* REQUIREMENT *
Can you return the records below exactly as they stand, but only from the first line through the one with "m.cumulative_cash_flow >= Decimal::ZERO)"?

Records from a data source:
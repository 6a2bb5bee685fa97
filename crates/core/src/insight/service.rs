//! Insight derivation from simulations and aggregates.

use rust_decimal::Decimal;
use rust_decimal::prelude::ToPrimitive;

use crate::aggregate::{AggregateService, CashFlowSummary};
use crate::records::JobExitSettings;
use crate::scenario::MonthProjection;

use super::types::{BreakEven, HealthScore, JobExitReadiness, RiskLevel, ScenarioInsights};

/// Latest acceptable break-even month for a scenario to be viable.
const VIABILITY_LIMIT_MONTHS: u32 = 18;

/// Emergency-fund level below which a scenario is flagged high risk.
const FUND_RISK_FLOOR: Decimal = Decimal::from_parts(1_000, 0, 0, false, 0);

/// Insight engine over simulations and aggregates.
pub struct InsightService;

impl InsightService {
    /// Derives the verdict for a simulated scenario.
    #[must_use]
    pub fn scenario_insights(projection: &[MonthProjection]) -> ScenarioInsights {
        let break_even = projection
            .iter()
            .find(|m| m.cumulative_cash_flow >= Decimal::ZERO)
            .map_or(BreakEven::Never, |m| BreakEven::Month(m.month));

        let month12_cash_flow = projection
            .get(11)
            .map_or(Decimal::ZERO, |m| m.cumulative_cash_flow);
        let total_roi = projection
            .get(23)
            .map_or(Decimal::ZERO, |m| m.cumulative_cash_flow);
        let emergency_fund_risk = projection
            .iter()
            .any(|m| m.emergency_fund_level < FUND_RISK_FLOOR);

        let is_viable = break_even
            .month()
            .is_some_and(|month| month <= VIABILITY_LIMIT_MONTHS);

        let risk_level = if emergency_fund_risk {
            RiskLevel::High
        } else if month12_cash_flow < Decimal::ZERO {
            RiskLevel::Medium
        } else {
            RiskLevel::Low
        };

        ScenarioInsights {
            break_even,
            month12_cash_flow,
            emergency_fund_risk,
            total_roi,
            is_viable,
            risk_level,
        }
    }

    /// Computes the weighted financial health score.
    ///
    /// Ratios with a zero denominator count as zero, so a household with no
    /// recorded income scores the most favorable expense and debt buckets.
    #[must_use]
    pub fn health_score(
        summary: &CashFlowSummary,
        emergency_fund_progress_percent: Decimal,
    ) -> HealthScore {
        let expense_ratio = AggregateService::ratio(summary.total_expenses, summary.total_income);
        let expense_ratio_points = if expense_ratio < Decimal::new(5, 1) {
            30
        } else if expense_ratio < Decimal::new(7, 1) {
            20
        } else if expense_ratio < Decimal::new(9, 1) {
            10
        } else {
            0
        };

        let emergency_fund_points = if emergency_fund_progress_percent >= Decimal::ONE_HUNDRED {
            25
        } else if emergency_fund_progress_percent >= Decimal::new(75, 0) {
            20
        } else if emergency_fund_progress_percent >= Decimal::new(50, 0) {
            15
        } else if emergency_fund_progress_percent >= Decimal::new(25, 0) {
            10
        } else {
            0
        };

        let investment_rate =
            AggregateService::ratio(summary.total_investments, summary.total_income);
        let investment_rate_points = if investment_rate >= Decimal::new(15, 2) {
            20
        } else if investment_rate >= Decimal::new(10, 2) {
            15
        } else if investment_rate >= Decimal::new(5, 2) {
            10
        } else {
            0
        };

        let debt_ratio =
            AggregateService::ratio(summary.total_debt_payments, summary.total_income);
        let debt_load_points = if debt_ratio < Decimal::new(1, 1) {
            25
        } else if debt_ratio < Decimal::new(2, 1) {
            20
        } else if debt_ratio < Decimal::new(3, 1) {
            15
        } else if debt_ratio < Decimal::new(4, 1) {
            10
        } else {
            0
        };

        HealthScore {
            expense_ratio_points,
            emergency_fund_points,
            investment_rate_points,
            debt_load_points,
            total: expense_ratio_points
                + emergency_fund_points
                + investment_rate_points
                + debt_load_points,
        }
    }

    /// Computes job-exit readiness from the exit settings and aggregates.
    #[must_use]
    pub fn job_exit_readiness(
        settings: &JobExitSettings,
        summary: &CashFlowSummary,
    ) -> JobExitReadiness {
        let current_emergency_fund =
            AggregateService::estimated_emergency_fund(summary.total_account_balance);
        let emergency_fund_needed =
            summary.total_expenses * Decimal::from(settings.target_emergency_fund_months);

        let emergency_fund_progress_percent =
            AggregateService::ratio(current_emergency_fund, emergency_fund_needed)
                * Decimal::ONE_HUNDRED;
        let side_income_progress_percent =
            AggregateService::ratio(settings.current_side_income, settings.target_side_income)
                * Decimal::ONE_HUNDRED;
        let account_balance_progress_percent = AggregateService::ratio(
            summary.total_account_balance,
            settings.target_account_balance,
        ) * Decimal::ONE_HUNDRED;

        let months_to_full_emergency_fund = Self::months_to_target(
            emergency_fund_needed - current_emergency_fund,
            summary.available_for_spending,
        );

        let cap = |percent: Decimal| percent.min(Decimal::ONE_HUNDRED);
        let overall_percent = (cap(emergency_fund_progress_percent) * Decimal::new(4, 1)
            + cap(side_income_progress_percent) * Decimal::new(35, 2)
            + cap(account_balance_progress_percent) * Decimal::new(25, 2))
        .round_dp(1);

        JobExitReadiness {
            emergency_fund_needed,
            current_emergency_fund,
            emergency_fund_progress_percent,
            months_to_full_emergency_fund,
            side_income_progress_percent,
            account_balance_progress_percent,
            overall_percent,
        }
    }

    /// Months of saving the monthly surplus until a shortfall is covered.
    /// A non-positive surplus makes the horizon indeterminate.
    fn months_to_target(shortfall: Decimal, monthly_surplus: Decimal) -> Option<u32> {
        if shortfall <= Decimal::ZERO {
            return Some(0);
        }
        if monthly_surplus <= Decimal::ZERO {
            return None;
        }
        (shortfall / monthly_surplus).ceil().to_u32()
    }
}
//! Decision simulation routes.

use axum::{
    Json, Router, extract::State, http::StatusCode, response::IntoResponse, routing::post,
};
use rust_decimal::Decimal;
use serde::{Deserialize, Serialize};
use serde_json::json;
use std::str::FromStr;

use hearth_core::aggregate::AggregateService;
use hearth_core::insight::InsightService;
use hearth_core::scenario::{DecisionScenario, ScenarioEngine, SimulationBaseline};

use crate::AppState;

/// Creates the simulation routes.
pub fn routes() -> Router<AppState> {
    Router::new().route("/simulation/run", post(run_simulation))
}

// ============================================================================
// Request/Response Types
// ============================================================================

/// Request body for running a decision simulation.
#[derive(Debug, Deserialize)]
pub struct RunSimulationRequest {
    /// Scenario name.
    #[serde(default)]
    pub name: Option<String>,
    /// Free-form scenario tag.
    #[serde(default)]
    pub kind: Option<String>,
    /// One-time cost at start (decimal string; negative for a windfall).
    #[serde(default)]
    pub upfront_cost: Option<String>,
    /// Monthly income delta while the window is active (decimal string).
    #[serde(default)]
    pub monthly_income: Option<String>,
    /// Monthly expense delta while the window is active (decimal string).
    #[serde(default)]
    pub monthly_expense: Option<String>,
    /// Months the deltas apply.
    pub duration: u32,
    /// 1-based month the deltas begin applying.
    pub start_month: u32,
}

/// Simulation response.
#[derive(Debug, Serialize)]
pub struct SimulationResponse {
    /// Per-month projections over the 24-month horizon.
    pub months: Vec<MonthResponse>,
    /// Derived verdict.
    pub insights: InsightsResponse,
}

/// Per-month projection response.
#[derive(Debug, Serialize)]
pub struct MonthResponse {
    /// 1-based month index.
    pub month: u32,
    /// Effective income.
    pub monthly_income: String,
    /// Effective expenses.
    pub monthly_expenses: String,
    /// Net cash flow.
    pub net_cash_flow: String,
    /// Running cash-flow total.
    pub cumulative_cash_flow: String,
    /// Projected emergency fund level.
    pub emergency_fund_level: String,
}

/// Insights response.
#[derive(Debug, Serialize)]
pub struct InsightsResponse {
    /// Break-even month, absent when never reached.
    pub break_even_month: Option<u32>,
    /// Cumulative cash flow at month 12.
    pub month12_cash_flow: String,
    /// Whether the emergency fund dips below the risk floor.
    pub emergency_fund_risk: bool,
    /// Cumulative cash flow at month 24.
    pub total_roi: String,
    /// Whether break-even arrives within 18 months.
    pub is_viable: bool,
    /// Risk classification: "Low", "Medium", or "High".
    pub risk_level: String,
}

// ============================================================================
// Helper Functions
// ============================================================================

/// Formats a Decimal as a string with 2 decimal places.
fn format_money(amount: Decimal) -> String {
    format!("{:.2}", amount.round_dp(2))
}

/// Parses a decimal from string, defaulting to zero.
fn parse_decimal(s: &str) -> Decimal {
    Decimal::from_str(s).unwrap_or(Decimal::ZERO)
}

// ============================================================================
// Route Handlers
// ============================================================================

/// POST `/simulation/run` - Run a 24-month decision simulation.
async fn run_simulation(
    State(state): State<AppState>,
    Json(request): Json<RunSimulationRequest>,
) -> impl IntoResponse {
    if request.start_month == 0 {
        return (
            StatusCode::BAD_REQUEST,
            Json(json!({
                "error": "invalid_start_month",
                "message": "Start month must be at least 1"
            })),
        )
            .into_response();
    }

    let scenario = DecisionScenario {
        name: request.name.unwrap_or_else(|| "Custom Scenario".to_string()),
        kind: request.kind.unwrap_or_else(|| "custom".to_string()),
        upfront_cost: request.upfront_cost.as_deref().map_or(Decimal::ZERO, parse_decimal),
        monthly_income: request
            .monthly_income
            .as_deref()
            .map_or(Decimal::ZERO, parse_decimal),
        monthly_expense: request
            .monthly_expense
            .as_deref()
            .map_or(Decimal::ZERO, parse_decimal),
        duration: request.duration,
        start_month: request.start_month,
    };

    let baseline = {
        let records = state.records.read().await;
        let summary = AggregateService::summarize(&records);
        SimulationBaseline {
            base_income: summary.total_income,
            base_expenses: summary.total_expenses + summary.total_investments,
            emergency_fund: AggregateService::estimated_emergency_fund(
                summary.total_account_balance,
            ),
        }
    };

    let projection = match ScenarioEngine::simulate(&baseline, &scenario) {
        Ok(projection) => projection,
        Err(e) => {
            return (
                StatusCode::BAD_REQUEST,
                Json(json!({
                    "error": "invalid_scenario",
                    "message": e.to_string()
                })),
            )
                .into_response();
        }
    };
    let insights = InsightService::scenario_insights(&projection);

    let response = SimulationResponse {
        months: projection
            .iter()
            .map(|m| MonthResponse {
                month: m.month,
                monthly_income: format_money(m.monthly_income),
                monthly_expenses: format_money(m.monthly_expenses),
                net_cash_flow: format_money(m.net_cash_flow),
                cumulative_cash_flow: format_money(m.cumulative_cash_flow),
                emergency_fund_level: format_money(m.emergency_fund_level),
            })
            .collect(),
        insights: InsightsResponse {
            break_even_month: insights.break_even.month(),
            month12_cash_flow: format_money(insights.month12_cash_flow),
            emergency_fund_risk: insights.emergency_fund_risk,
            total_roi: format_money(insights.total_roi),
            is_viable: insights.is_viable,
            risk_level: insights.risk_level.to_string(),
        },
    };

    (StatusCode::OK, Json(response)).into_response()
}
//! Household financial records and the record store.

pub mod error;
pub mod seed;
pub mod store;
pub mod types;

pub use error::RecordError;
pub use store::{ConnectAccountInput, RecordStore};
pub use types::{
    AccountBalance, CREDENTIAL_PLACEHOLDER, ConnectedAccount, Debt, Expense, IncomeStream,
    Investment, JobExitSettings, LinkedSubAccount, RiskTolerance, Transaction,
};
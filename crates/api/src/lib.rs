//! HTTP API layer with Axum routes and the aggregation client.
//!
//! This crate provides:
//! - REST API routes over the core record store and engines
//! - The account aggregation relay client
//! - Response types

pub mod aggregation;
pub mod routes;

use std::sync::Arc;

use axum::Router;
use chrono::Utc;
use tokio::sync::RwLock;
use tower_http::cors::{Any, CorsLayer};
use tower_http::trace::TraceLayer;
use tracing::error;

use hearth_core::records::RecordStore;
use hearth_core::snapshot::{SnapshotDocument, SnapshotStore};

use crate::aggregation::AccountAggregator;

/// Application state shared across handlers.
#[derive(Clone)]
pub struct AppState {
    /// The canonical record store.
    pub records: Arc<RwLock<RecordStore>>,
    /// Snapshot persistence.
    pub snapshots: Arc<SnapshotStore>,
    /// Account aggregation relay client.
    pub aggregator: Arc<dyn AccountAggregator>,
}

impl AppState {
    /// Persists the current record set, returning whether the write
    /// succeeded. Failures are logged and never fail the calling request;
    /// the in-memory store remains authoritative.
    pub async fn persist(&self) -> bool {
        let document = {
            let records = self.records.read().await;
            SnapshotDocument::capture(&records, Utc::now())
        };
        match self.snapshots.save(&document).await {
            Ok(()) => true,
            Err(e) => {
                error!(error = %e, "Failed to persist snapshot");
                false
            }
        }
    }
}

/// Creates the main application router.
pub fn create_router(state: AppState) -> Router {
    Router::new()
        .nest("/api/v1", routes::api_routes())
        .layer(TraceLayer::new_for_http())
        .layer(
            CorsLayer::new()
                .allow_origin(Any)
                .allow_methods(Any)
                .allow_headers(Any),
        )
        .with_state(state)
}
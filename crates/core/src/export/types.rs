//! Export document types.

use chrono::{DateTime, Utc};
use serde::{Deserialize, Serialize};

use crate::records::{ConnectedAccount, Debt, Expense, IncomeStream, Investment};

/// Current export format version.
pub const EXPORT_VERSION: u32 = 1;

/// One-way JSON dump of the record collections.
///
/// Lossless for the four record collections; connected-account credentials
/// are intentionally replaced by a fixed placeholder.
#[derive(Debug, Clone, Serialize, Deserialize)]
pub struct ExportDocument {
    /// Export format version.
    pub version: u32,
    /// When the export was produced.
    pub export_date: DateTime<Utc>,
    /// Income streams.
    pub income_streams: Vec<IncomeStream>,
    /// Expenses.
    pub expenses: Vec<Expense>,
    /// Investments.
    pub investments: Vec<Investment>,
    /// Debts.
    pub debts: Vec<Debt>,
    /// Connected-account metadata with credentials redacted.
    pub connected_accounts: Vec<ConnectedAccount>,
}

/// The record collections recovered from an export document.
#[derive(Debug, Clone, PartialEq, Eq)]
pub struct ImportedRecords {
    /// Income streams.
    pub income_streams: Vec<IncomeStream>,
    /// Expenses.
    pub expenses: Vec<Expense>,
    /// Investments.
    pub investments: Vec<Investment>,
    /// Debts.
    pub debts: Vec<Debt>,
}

* EXERCISE ANSWER *
repository 6a2bb5bee685fa97
filename crates/core/src/insight/service.rs
//! Insight derivation from simulations and aggregates.

use rust_decimal::Decimal;
use rust_decimal::prelude::ToPrimitive;

use crate::aggregate::{AggregateService, CashFlowSummary};
use crate::records::JobExitSettings;
use crate::scenario::MonthProjection;

use super::types::{BreakEven, HealthScore, JobExitReadiness, RiskLevel, ScenarioInsights};

/// Latest acceptable break-even month for a scenario to be viable.
const VIABILITY_LIMIT_MONTHS: u32 = 18;

/// Emergency-fund level below which a scenario is flagged high risk.
const FUND_RISK_FLOOR: Decimal = Decimal::from_parts(1_000, 0, 0, false, 0);

/// Insight engine over simulations and aggregates.
pub struct InsightService;

impl InsightService {
    /// Derives the verdict for a simulated scenario.
    #[must_use]
    pub fn scenario_insights(projection: &[MonthProjection]) -> ScenarioInsights {
        let break_even = projection
            .iter()
            .find(|m| m.cumulative_cash_flow >= Decimal::ZERO)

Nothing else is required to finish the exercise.